As its famous monasteries, deep cellars, old vineyard sites and countless stories testify, Germany's great tradition of winemaking started with the ancient Romans. Discover treasures such as the oldest wine in the world, Götz von Berlichingen's vineyard, the world's biggest wine barrel and many more highlights of wine culture.
Traben-Trarbach, art nouveau centre of the wine trade
The art nouveau town of Traben-Trarbach on the Middle Moselle is a true monument to the importance of the Moselle wine trade. Around 1900, this small Moselle town was the most important wine trading town after Bordeaux in France. Cellars were built under large parts of the town to provide sufficient storage space.
Bacharach, centre of the wine trade and home of Bacchus
This town takes its name from Bacchus, the Roman god of wine.

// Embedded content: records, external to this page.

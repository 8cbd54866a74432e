use clap::Parser as _;
use dotenvy::dotenv;
use downloader::cli::RunCmd;
use downloader::core::config::Config;
use downloader::metrics::MetricsReporter;
use downloader::types::constant::{DOWNLOADER_VERSION, EXIT_INFRASTRUCTURE_ERROR};
use downloader::types::params::MetricsConfig;
use downloader::types::worker_id::WorkerIdentity;
use downloader::utils::logging::init_logging;
use downloader::worker::{RunOutcome, WorkerDriver};
use downloader::WorkerResult;
use std::process::ExitCode;
use std::sync::Arc;
use tracing::{error, info};

/// Claim at most one job, process it and exit
#[tokio::main]
async fn main() -> ExitCode {
    dotenv().ok();
    if let Err(e) = init_logging() {
        #[allow(clippy::print_stderr)]
        {
            eprintln!("Failed to initialize logging: {e}");
        }
        return ExitCode::from(EXIT_INFRASTRUCTURE_ERROR);
    }

    let run_cmd = RunCmd::parse();
    info!(version = DOWNLOADER_VERSION, "Starting downloader");

    match run_downloader(&run_cmd).await {
        Ok(outcome) => {
            info!(outcome = %outcome, "Downloader finished");
            ExitCode::from(outcome.exit_code())
        }
        Err(e) => {
            error!(error = %e, error_chain = ?e, "Downloader aborted");
            ExitCode::from(EXIT_INFRASTRUCTURE_ERROR)
        }
    }
}

async fn run_downloader(run_cmd: &RunCmd) -> WorkerResult<RunOutcome> {
    let metrics_config = MetricsConfig::try_from(run_cmd.metrics_args.clone())?;
    let config = Arc::new(Config::from_run_cmd(run_cmd).await?);

    let reporter = MetricsReporter::from_config(&metrics_config, config.metrics());
    let identity = WorkerIdentity::current();

    WorkerDriver::new(config, reporter).run(&identity).await
}
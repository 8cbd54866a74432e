pub mod error;
pub mod s3;

use async_trait::async_trait;
use bytes::Bytes;
pub use error::StorageError;

/// Trait defining object storage operations
#[cfg_attr(test, mockall::automock)]
#[async_trait]
pub trait StorageClient: Send + Sync {
    /// Put the data under `key` and return the location of the stored object
    async fn put_data(&self, data: Bytes, key: &str) -> Result<String, StorageError>;
}

/// Object key of a document: `{namespace}/{job_id}/document_{n}.txt`
pub fn document_key(namespace: &str, job_id: &uuid::Uuid, document_number: u64) -> String {
    format!(
        "{}/{}/{}",
        namespace.trim_end_matches('/'),
        job_id,
        crate::types::constant::document_file_name(document_number)
    )
}
pub mod workers;
pub mod error;
pub mod simulated;

use async_trait::async_trait;
use bytes::Bytes;
pub use error::SourceError;

use crate::types::jobs::job_item::JobItem;

/// Trait defining where the documents of a job come from.
///
/// Document numbers are 1-based and dense: a job with `document_count` N has documents `1..=N`.
#[cfg_attr(test, mockall::automock)]
#[async_trait]
pub trait DocumentSource: Send + Sync {
    /// Number of documents available for the job
    async fn document_count(&self, job: &JobItem) -> Result<u64, SourceError>;

    /// Payload of one document
    async fn fetch_document(&self, job: &JobItem, document_number: u64) -> Result<Bytes, SourceError>;
}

The name Bacharach is said to be derived from the Celtic word Baccaracum meaning 'farm of Bacchus' or from the Latin Bacchi ara or 'altar of Bacchus'. Wine heritage dominates the townscape and is reflected in the numerous old timber-framed houses around the market square.

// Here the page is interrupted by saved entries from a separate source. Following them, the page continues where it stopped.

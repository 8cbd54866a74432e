pub mod exporter;
pub mod reporter;

use prometheus::{Encoder, Histogram, HistogramOpts, IntCounter, IntCounterVec, IntGauge, Opts, Registry, TextEncoder};
use std::time::Duration;

use crate::types::jobs::types::JobStatus;

pub use exporter::{MetricsExporter, NoopExporter, PullExporter, PushExporter};
pub use reporter::MetricsReporter;

/// Registry state in the prometheus text format, served on `/metrics` and pushed to the gateway
pub fn encode_text(registry: &Registry) -> Result<Vec<u8>, prometheus::Error> {
    let mut buffer = Vec::new();
    TextEncoder::new().encode(&registry.gather(), &mut buffer)?;
    Ok(buffer)
}

const DURATION_BUCKETS: &[f64] = &[1.0, 2.5, 5.0, 10.0, 15.0, 30.0, 60.0, 120.0, 300.0, 600.0];
const DOCUMENT_BUCKETS: &[f64] = &[0.0, 5.0, 10.0, 15.0, 20.0, 25.0, 50.0, 100.0];

/// Metric catalog of the worker, registered on a single [Registry].
///
/// The catalog is the same whatever the exposition mode; only the exporter differs.
#[derive(Clone)]
pub struct WorkerMetrics {
    registry: Registry,
    pub jobs_processed_total: IntCounterVec,
    pub jobs_failed_total: IntCounter,
    pub documents_downloaded_total: IntCounter,
    pub documents_uploaded_total: IntCounter,
    pub blob_upload_failures_total: IntCounter,
    pub active_jobs: IntGauge,
    pub pending_jobs: IntGauge,
    pub completed_jobs: IntGauge,
    pub failed_jobs: IntGauge,
    pub job_processing_duration_seconds: Histogram,
    pub documents_per_job: Histogram,
}

impl WorkerMetrics {
    pub fn register(registry: Registry) -> Result<Self, prometheus::Error> {
        let jobs_processed_total = IntCounterVec::new(
            Opts::new("jobs_processed_total", "Jobs finalized by this worker, by terminal status"),
            &["status"],
        )?;
        // Terminal statuses are exposed from the start, at 0
        for status in [JobStatus::Completed, JobStatus::PartialFailed, JobStatus::Failed] {
            jobs_processed_total.with_label_values(&[status.as_str()]);
        }

        let metrics = Self {
            jobs_processed_total,
            jobs_failed_total: IntCounter::new("jobs_failed_total", "Jobs that failed as a whole")?,
            documents_downloaded_total: IntCounter::new(
                "documents_downloaded_total",
                "Documents obtained from the document source",
            )?,
            documents_uploaded_total: IntCounter::new(
                "documents_uploaded_total",
                "Documents stored in the object store",
            )?,
            blob_upload_failures_total: IntCounter::new(
                "blob_upload_failures_total",
                "Failed object store uploads",
            )?,
            active_jobs: IntGauge::new("active_jobs", "Jobs currently leased by this worker")?,
            pending_jobs: IntGauge::new("pending_jobs", "Pending jobs seen before the claim")?,
            completed_jobs: IntGauge::new("completed_jobs", "Whether this run completed its job")?,
            failed_jobs: IntGauge::new("failed_jobs", "Whether this run failed its job")?,
            job_processing_duration_seconds: Histogram::with_opts(
                HistogramOpts::new("job_processing_duration_seconds", "Wall clock duration of one job run")
                    .buckets(DURATION_BUCKETS.to_vec()),
            )?,
            documents_per_job: Histogram::with_opts(
                HistogramOpts::new("documents_per_job", "Number of documents of a processed job")
                    .buckets(DOCUMENT_BUCKETS.to_vec()),
            )?,
            registry,
        };

        metrics.registry.register(Box::new(metrics.jobs_processed_total.clone()))?;
        metrics.registry.register(Box::new(metrics.jobs_failed_total.clone()))?;
        metrics.registry.register(Box::new(metrics.documents_downloaded_total.clone()))?;
        metrics.registry.register(Box::new(metrics.documents_uploaded_total.clone()))?;
        metrics.registry.register(Box::new(metrics.blob_upload_failures_total.clone()))?;
        metrics.registry.register(Box::new(metrics.active_jobs.clone()))?;
        metrics.registry.register(Box::new(metrics.pending_jobs.clone()))?;
        metrics.registry.register(Box::new(metrics.completed_jobs.clone()))?;
        metrics.registry.register(Box::new(metrics.failed_jobs.clone()))?;
        metrics.registry.register(Box::new(metrics.job_processing_duration_seconds.clone()))?;
        metrics.registry.register(Box::new(metrics.documents_per_job.clone()))?;

        Ok(metrics)
    }

    /// Catalog on a fresh registry
    pub fn new() -> Result<Self, prometheus::Error> {
        Self::register(Registry::new())
    }

    pub fn registry(&self) -> &Registry {
        &self.registry
    }

    /// Records the terminal status of a finalized job
    pub fn record_finalized(&self, status: JobStatus, hard_failure: bool) {
        self.jobs_processed_total.with_label_values(&[status.as_str()]).inc();
        if hard_failure {
            self.jobs_failed_total.inc();
        }
        self.completed_jobs.set(i64::from(status == JobStatus::Completed));
        self.failed_jobs.set(i64::from(status == JobStatus::Failed));
        self.active_jobs.dec();
    }

    pub fn observe_run(&self, duration: Duration, documents: u64) {
        self.job_processing_duration_seconds.observe(duration.as_secs_f64());
        self.documents_per_job.observe(documents as f64);
    }

}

Bad Sobernheim open-air museum: the history of wine brought to life
Nowhere is the history of wine growing from the Middle Ages to the present day illustrated so vividly as in the Bad Sobernheim open-air museum by the river Nahe . Established in the beautiful Nachtigallental valley in 1973, the museum occupies 35 hectares and attracts around 60,000 visitors a year, making it the biggest of its kind in Rhineland-Palatinate . The everyday life of vintners is brought to life in the buildings they lived and worked in, as well as in the museum's own vineyard.
Bopparder Hamm, the name of the biggest loop in the river is also the largest single area under vine in the Middle Rhine. 'Hamm' is thought to derive from the Latin word hamus, which means something like 'hook' and alludes to the S-bend in the river Rhine. Around 600,000 litres of wine are produced here per year – almost all of it riesling.
The latter is the oldest named vineyard site and the former is Germany's oldest wine estate owned by a charitable foundation. Wine from the Stein vineyard has been made by the Bürgerspital zum Heiligen Geist winery for centuries, and the two places remain closely connected today. One of the oldest wines in Germany that is still liquid is stored at the Bürgerspital estate – and it is a 1540 vintage Stein wine.
A milestone in the history of the Franconian village of Castell occurred on 6 April 1659 when the Count of Castell's bailiff, Georg Körner, had new vines planted at the foot of Schlossberg hill. They were not just any vines, they were '25 Austrian cuttings' which a messenger from the village of Obereisenheim had delivered the previous day.
Disibodenberg abbey ruins where the oldest vines grow
Made famous by Hildegard von Bingen , Disibodenberg in Odernheim on the Nahe also plays a part in ancient viticultural history as the oldest site in Germany where vines are grown. Traces of Roman vines have been found on the southern slope of Disibodenberg hill and grapes have been grown continuously in the abbey vineyard since the 11th century.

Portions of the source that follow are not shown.